Task description:
Each line in the records below, from the one that contains "async fn missing_file_loads_empty_set()" to the one that contains "let reopened = PrefsStore::open_default(tmp.path());", should be reproduced exactly, the first and last included.

-- Material for this exercise follows --

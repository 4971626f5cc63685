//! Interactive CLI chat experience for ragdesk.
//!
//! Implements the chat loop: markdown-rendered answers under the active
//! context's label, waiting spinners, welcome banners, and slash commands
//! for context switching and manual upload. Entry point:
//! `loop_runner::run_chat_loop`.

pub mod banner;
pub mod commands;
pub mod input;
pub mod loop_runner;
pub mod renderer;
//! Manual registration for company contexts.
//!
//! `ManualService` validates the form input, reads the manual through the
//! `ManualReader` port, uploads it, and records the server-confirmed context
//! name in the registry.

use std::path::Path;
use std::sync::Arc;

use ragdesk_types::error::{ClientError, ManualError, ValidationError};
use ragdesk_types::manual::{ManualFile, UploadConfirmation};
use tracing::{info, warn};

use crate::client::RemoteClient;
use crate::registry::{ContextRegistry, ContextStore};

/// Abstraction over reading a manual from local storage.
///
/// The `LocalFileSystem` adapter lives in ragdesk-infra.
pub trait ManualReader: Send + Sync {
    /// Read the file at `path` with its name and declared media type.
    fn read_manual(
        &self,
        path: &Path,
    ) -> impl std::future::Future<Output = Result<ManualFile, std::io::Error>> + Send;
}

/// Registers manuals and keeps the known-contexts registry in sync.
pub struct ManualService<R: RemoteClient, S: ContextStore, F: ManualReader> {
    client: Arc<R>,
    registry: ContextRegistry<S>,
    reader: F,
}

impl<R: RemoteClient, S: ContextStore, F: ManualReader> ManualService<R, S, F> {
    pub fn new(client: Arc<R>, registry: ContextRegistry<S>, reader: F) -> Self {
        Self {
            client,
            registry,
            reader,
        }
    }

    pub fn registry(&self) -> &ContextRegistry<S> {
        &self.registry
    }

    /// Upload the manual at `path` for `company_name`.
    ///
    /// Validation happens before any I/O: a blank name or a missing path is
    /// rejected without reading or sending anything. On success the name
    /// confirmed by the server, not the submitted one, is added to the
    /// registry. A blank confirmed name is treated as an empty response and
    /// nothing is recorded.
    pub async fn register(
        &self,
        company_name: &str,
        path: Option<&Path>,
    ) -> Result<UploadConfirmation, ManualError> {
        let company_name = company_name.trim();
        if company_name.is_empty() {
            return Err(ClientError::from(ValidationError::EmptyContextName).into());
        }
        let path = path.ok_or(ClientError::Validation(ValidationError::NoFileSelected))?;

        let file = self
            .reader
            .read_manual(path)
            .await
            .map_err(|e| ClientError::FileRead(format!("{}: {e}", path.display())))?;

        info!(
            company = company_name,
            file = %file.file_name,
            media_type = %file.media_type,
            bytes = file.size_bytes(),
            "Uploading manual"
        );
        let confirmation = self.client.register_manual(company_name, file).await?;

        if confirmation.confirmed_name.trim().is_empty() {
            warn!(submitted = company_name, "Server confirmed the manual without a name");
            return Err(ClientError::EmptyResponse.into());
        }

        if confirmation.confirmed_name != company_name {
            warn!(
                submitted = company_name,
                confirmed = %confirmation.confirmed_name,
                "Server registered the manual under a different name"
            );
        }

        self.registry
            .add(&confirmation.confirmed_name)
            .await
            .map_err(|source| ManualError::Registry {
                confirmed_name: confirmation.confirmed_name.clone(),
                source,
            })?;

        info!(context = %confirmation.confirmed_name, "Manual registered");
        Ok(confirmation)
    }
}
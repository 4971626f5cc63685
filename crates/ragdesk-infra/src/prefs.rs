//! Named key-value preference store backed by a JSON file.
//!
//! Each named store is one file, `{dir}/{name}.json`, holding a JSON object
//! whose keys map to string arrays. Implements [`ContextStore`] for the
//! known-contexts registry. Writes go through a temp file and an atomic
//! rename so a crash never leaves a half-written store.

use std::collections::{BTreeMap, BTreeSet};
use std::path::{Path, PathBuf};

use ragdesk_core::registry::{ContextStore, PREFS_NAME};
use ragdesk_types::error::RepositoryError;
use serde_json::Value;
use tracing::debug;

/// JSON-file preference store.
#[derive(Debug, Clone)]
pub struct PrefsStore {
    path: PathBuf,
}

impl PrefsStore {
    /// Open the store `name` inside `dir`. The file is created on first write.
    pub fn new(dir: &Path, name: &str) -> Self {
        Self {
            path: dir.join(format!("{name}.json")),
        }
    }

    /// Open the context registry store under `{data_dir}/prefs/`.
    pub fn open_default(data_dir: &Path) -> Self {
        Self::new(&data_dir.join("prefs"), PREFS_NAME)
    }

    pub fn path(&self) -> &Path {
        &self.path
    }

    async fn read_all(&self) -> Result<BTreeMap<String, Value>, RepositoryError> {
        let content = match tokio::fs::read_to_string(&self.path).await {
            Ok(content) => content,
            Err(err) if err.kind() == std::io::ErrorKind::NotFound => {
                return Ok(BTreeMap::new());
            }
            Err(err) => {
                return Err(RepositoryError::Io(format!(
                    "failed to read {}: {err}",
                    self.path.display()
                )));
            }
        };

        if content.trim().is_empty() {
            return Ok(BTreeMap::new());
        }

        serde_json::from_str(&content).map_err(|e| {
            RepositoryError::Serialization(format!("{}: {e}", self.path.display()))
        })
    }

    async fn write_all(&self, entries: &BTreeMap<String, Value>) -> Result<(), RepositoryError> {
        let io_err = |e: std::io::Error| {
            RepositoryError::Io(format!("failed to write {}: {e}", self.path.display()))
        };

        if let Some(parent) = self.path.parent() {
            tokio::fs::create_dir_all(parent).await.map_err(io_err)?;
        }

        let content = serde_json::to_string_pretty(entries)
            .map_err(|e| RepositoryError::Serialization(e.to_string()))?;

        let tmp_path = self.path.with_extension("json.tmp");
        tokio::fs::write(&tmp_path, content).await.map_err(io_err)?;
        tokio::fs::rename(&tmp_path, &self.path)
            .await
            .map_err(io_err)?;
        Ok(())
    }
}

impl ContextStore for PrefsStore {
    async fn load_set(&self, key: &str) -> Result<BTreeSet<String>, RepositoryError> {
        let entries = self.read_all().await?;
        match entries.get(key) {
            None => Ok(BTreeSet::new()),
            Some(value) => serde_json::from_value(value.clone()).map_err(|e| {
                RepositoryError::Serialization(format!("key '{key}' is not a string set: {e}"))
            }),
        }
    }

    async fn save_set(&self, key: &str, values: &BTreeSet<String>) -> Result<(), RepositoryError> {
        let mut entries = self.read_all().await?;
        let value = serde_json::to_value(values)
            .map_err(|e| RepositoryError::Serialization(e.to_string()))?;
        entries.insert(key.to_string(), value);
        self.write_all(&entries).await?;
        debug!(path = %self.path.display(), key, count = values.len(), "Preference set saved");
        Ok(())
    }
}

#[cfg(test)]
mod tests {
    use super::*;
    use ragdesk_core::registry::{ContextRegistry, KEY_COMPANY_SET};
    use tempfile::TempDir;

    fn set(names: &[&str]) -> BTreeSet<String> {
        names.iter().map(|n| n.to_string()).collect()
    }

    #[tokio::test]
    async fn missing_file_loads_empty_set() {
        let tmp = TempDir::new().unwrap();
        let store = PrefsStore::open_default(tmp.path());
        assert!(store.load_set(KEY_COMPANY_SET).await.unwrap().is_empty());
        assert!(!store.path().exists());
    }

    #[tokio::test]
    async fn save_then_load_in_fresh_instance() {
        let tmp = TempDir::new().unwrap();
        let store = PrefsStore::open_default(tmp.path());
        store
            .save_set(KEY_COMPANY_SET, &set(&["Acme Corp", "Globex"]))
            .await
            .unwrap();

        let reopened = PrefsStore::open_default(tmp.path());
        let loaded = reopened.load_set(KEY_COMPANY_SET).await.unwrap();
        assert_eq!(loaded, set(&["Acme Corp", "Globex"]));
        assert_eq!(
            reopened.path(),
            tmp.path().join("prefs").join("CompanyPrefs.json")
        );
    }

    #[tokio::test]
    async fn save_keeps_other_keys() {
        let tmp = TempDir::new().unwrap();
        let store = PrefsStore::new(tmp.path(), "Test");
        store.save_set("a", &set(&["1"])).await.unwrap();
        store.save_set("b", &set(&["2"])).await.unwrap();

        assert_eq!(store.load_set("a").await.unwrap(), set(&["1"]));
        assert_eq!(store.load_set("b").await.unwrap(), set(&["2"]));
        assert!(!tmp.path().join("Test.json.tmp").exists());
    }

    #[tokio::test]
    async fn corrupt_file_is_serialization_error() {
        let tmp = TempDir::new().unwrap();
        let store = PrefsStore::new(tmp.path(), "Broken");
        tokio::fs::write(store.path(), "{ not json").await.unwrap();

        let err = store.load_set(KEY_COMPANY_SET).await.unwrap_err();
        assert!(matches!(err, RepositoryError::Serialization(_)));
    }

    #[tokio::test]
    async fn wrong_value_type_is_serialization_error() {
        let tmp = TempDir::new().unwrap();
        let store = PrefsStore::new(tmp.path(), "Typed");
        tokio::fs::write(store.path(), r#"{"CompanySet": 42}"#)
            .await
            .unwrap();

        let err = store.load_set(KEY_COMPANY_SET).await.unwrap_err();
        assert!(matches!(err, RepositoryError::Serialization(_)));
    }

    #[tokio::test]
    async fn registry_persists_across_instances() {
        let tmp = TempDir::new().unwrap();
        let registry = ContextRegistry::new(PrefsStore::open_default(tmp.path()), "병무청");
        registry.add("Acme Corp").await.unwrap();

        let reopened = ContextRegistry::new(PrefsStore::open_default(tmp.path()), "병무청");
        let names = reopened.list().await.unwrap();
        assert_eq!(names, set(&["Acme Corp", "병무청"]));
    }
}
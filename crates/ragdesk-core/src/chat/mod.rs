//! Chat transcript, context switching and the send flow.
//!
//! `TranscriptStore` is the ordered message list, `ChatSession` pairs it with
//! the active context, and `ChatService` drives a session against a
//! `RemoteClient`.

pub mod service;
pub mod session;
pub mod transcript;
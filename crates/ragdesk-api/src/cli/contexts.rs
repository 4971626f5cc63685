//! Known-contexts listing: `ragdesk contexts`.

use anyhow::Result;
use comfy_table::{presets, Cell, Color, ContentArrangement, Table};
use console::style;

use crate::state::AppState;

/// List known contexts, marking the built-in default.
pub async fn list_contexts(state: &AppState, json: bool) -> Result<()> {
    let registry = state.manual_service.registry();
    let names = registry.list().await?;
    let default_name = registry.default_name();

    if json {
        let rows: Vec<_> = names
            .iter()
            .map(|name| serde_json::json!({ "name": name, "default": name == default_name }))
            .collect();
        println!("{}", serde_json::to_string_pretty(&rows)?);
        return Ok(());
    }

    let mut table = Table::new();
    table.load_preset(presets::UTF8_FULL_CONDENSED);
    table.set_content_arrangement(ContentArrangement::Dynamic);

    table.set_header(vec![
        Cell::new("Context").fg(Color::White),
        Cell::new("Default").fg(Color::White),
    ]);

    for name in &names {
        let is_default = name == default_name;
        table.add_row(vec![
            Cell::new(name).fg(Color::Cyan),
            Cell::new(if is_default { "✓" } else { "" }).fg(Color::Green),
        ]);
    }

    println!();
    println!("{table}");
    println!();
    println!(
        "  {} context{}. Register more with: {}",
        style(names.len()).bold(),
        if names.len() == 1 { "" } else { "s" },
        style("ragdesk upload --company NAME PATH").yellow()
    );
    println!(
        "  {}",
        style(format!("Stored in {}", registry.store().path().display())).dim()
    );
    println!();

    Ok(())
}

-- Material for this exercise concluded --

Completed exercise:
    async fn missing_file_loads_empty_set() {
        let tmp = TempDir::new().unwrap();
        let store = PrefsStore::open_default(tmp.path());
        assert!(store.load_set(KEY_COMPANY_SET).await.unwrap().is_empty());
        assert!(!store.path().exists());
    }

    #[tokio::test]
    async fn save_then_load_in_fresh_instance() {
        let tmp = TempDir::new().unwrap();
        let store = PrefsStore::open_default(tmp.path());
        store
            .save_set(KEY_COMPANY_SET, &set(&["Acme Corp", "Globex"]))
            .await
            .unwrap();

        let reopened = PrefsStore::open_default(tmp.path());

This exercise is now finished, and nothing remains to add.